### TASK DETAILS
Starting at the top of the entries below, set down every line exactly, please, until you reach the line with "pub fn format_duration(seconds: f64)", which is included too.

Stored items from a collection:

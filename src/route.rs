//! Decoded route ready for display.

use serde::{Deserialize, Serialize};

use crate::error::RoutingError;
use crate::polyline::Polyline;
use crate::steps::{self, RouteStep};
use crate::traits::RawRoute;

/// Result of one successful routing computation. Replaced wholesale by the
/// next one, never patched.
#[derive(Debug, Clone, PartialEq, Serialize, Deserialize)]
pub struct RouteView {
    pub path: Polyline,
    pub distance_meters: f64,
    pub duration_seconds: f64,
    pub steps: Vec<RouteStep>,
}

impl RouteView {
    /// Decodes the geometry and extracts the steps of a provider route.
    pub fn from_raw(raw: &RawRoute) -> Result<Self, RoutingError> {
        let path = Polyline::decode(&raw.geometry)?;

        Ok(Self {
            path,
            distance_meters: raw.summary.distance.max(0.0),
            duration_seconds: raw.summary.duration.max(0.0),
            steps: steps::extract(&raw.segments),
        })
    }

    /// Steps to show as directions. The final step is the arrival and has
    /// no instruction to follow, so it is left out.
    pub fn directions(&self) -> &[RouteStep] {
        match self.steps.split_last() {
            Some((_, rest)) => rest,
            None => &[],
        }
    }
}

/// "850 m" below a kilometre, "1.25 km" above.
pub fn format_distance(meters: f64) -> String {
    if meters < 1000.0 {
        format!("{} m", meters.round())
    } else {
        format!("{:.2} km", meters / 1000.0)
    }
}

/// "1h 5m" from an hour up, "12m" below.
pub fn format_duration(seconds: f64) -> String {
    let total = seconds.max(0.0) as u64;
    let hours = total / 3600;
    let minutes = (total % 3600) / 60;

    if hours > 0 {
        format!("{}h {}m", hours, minutes)
    } else {
        format!("{}m", minutes)
    }
}
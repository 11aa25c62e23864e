//! Ordered waypoint collection with change notifications.

use std::fmt;
use std::sync::Arc;
use std::sync::mpsc::{self, Receiver, Sender};

use serde::{Deserialize, Serialize};
use thiserror::Error;
use tracing::debug;

/// Immutable view of the collection after a mutation, in visiting order.
pub type WaypointSnapshot = Arc<[Waypoint]>;

/// Opaque waypoint identity. Unique within the store that issued it.
#[derive(Debug, Clone, Copy, PartialEq, Eq, Hash, PartialOrd, Ord, Serialize, Deserialize)]
pub struct WaypointId(u64);

impl fmt::Display for WaypointId {
    fn fmt(&self, f: &mut fmt::Formatter<'_>) -> fmt::Result {
        write!(f, "wp-{}", self.0)
    }
}

/// A named point the route must pass through.
///
/// Fields are read-only: changing a waypoint means removing it and
/// appending a replacement.
#[derive(Debug, Clone, PartialEq, Serialize, Deserialize)]
pub struct Waypoint {
    id: WaypointId,
    label: String,
    latitude: f64,
    longitude: f64,
}

impl Waypoint {
    pub fn id(&self) -> WaypointId {
        self.id
    }

    pub fn label(&self) -> &str {
        &self.label
    }

    pub fn latitude(&self) -> f64 {
        self.latitude
    }

    pub fn longitude(&self) -> f64 {
        self.longitude
    }

    /// Location coordinates (lat, lng).
    pub fn location(&self) -> (f64, f64) {
        (self.latitude, self.longitude)
    }
}

#[derive(Debug, Clone, PartialEq, Error)]
pub enum WaypointError {
    #[error("index {index} out of range for {len} waypoints")]
    IndexOutOfRange { index: usize, len: usize },

    #[error("latitude {0} outside [-90, 90]")]
    LatitudeOutOfRange(f64),

    #[error("longitude {0} outside [-180, 180]")]
    LongitudeOutOfRange(f64),

    #[error("coordinates must be finite numbers")]
    NotFinite,

    #[error("at least 2 waypoints are needed for a route, got {0}")]
    TooFew(usize),
}

/// Input-layer check for user-entered coordinates. The store itself
/// accepts whatever it is given.
pub fn validate_coordinates(lat: f64, lng: f64) -> Result<(), WaypointError> {
    if !lat.is_finite() || !lng.is_finite() {
        return Err(WaypointError::NotFinite);
    }
    if !(-90.0..=90.0).contains(&lat) {
        return Err(WaypointError::LatitudeOutOfRange(lat));
    }
    if !(-180.0..=180.0).contains(&lng) {
        return Err(WaypointError::LongitudeOutOfRange(lng));
    }
    Ok(())
}

/// Bounding box `((min_lat, min_lng), (max_lat, max_lng))` of the given
/// waypoints, for fitting a map view. `None` when empty.
pub fn bounds(waypoints: &[Waypoint]) -> Option<((f64, f64), (f64, f64))> {
    let first = waypoints.first()?;
    let init = (first.location(), first.location());

    Some(waypoints.iter().fold(init, |((min_lat, min_lng), (max_lat, max_lng)), wp| {
        (
            (min_lat.min(wp.latitude), min_lng.min(wp.longitude)),
            (max_lat.max(wp.latitude), max_lng.max(wp.longitude)),
        )
    }))
}

/// Owner of the ordered waypoint sequence.
///
/// Every mutation publishes a full snapshot to each subscriber. Subscribers
/// never see partial diffs, and a snapshot stays valid no matter what the
/// store does afterwards.
#[derive(Debug, Default)]
pub struct WaypointStore {
    waypoints: Vec<Waypoint>,
    next_id: u64,
    subscribers: Vec<Sender<WaypointSnapshot>>,
}

impl WaypointStore {
    pub fn new() -> Self {
        Self::default()
    }

    /// Registers a new observer of change notifications.
    pub fn subscribe(&mut self) -> Receiver<WaypointSnapshot> {
        let (tx, rx) = mpsc::channel();
        self.subscribers.push(tx);
        rx
    }

    pub fn waypoints(&self) -> &[Waypoint] {
        &self.waypoints
    }

    pub fn len(&self) -> usize {
        self.waypoints.len()
    }

    pub fn is_empty(&self) -> bool {
        self.waypoints.is_empty()
    }

    pub fn get(&self, id: WaypointId) -> Option<&Waypoint> {
        self.waypoints.iter().find(|wp| wp.id == id)
    }

    pub fn snapshot(&self) -> WaypointSnapshot {
        Arc::from(self.waypoints.as_slice())
    }

    /// Appends a waypoint at the end and returns it with its fresh id.
    pub fn append(&mut self, label: impl Into<String>, latitude: f64, longitude: f64) -> Waypoint {
        let waypoint = Waypoint {
            id: WaypointId(self.next_id),
            label: label.into(),
            latitude,
            longitude,
        };
        self.next_id += 1;

        debug!(id = %waypoint.id, label = %waypoint.label, latitude, longitude, "waypoint appended");
        self.waypoints.push(waypoint.clone());
        self.notify();
        waypoint
    }

    /// Removes the waypoint with `id`. Unknown ids are ignored.
    pub fn remove(&mut self, id: WaypointId) -> Option<Waypoint> {
        let index = self.waypoints.iter().position(|wp| wp.id == id)?;
        let removed = self.waypoints.remove(index);

        debug!(id = %id, index, "waypoint removed");
        self.notify();
        Some(removed)
    }

    /// Moves the waypoint at `from` to `to`, shifting the ones in between.
    pub fn reorder(&mut self, from: usize, to: usize) -> Result<(), WaypointError> {
        let len = self.waypoints.len();
        for index in [from, to] {
            if index >= len {
                return Err(WaypointError::IndexOutOfRange { index, len });
            }
        }
        if from == to {
            return Ok(());
        }

        let moved = self.waypoints.remove(from);
        self.waypoints.insert(to, moved);

        debug!(from, to, "waypoints reordered");
        self.notify();
        Ok(())
    }

    pub fn clear(&mut self) {
        self.waypoints.clear();
        debug!("waypoints cleared");
        self.notify();
    }

    fn notify(&mut self) {
        let snapshot = self.snapshot();
        self.subscribers.retain(|tx| tx.send(snapshot.clone()).is_ok());
    }
}
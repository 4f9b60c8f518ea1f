use egui::{Color32, ComboBox, Layout, RichText, Ui};
use egui_dropdown::DropDownBox;
use itertools::Itertools;

use laptrace::{
    SessionType,
    api::Race,
    colors::{DriverColor, MAX_DRIVERS},
};

use super::DashboardApp;
use crate::ui::removable_tag;

const FIRST_SEASON: i32 = 2018;
const LATEST_SEASON: i32 = 2025;

/// Country name, extended with the race name when the country hosts more than
/// one race in the season.
fn race_label(race: &Race, races: &[Race]) -> String {
    if races.iter().filter(|r| r.country == race.country).count() > 1 {
        format!("{} - {}", race.country, race.race_name)
    } else {
        race.country.clone()
    }
}

impl DashboardApp {
    pub(super) fn show_selectors(&mut self, ui: &mut Ui) {
        ui.with_layout(Layout::left_to_right(egui::Align::Center), |ui| {
            self.show_year_selector(ui);
            ui.separator();
            self.show_race_selector(ui);
            ui.separator();
            self.show_session_selector(ui);
            ui.separator();
            self.show_driver_selector(ui);
        });
    }

    fn show_year_selector(&mut self, ui: &mut Ui) {
        ui.label(RichText::new("Year: ").color(Color32::WHITE));
        let latest = LATEST_SEASON.max(self.config.default_year);
        let mut year = self.state.year();
        ComboBox::from_id_salt("year_select")
            .selected_text(year.to_string())
            .show_ui(ui, |ui| {
                for season in (FIRST_SEASON..=latest).rev() {
                    ui.selectable_value(&mut year, season, season.to_string());
                }
            });
        if year != self.state.year() {
            self.race_filter.clear();
            let requests = self.state.select_year(year);
            self.submit(Ok(requests));
        }
    }

    fn show_race_selector(&mut self, ui: &mut Ui) {
        ui.label(RichText::new("Grand Prix: ").color(Color32::WHITE));
        let races = self.state.races();
        let labels = races.iter().map(|r| race_label(r, races)).collect_vec();
        let enabled = !labels.is_empty();
        ui.add_enabled(
            enabled,
            DropDownBox::from_iter(
                &labels,
                "race_dropbox",
                &mut self.race_filter,
                |ui, text| ui.selectable_label(false, text),
            )
            .filter_by_input(false),
        );

        let chosen = races
            .iter()
            .find(|r| race_label(r, races) == self.race_filter)
            .map(|r| r.race_name.clone());
        let current = self.state.race().map(|r| r.race_name.clone());
        if let Some(race_name) = chosen
            && current.as_ref() != Some(&race_name)
        {
            let requests = self.state.select_race(&race_name);
            self.submit(requests);
        }
    }

    fn show_session_selector(&mut self, ui: &mut Ui) {
        ui.label(RichText::new("Session: ").color(Color32::WHITE));
        let current = self.state.session();
        let mut session = current;
        ui.add_enabled_ui(self.state.race().is_some(), |ui| {
            ComboBox::from_id_salt("session_select")
                .selected_text(session.map(|s| s.title()).unwrap_or("Select a session"))
                .show_ui(ui, |ui| {
                    for option in SessionType::ALL {
                        ui.selectable_value(&mut session, Some(option), option.title());
                    }
                });
        });
        if let Some(session) = session
            && current != Some(session)
        {
            let requests = self.state.select_session(session);
            self.submit(requests);
        }
    }

    fn show_driver_selector(&mut self, ui: &mut Ui) {
        ui.label(RichText::new("Drivers: ").color(Color32::WHITE));
        let full = self.state.drivers().len() >= MAX_DRIVERS;
        let enabled = !self.state.results().is_empty() && !full;
        let mut chosen = None;
        ui.add_enabled_ui(enabled, |ui| {
            ComboBox::from_id_salt("driver_select")
                .selected_text(if full {
                    "Maximum drivers selected"
                } else {
                    "Add a driver"
                })
                .show_ui(ui, |ui| {
                    for result in self.state.results() {
                        let selected = self.state.driver(&result.driver_number).is_some();
                        if ui.selectable_label(selected, result.label()).clicked() {
                            chosen = Some(result.driver_number.clone());
                        }
                    }
                });
        });
        if let Some(driver_number) = chosen {
            let requests = self.state.select_driver(&driver_number);
            self.submit(requests);
        }
    }

    pub(super) fn show_driver_tags(&mut self, ui: &mut Ui) {
        let drivers: Vec<DriverColor> = self.state.drivers().to_vec();
        if drivers.is_empty() {
            return;
        }
        ui.add_space(4.);
        ui.horizontal_wrapped(|ui| {
            for driver in drivers {
                if removable_tag(ui, &driver.name, driver.color.into()) {
                    self.state.remove_driver(&driver.driver_number);
                    self.charts_dirty = true;
                }
            }
        });
    }
}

### REPLY TO THE TASK
filename src/route.rs
//! Decoded route ready for display.

use serde::{Deserialize, Serialize};

use crate::error::RoutingError;
use crate::polyline::Polyline;
use crate::steps::{self, RouteStep};
use crate::traits::RawRoute;

/// Result of one successful routing computation. Replaced wholesale by the
/// next one, never patched.
#[derive(Debug, Clone, PartialEq, Serialize, Deserialize)]
pub struct RouteView {
    pub path: Polyline,
    pub distance_meters: f64,
    pub duration_seconds: f64,
    pub steps: Vec<RouteStep>,
}

impl RouteView {
    /// Decodes the geometry and extracts the steps of a provider route.
    pub fn from_raw(raw: &RawRoute) -> Result<Self, RoutingError> {
        let path = Polyline::decode(&raw.geometry)?;

        Ok(Self {
            path,
            distance_meters: raw.summary.distance.max(0.0),
            duration_seconds: raw.summary.duration.max(0.0),
            steps: steps::extract(&raw.segments),
        })
    }

    /// Steps to show as directions. The final step is the arrival and has
    /// no instruction to follow, so it is left out.
    pub fn directions(&self) -> &[RouteStep] {
        match self.steps.split_last() {
            Some((_, rest)) => rest,
            None => &[],
        }
    }
}

/// "850 m" below a kilometre, "1.25 km" above.
pub fn format_distance(meters: f64) -> String {
    if meters < 1000.0 {
        format!("{} m", meters.round())
    } else {
        format!("{:.2} km", meters / 1000.0)
    }
}

/// "1h 5m" from an hour up, "12m" below.
pub fn format_duration(seconds: f64) -> String {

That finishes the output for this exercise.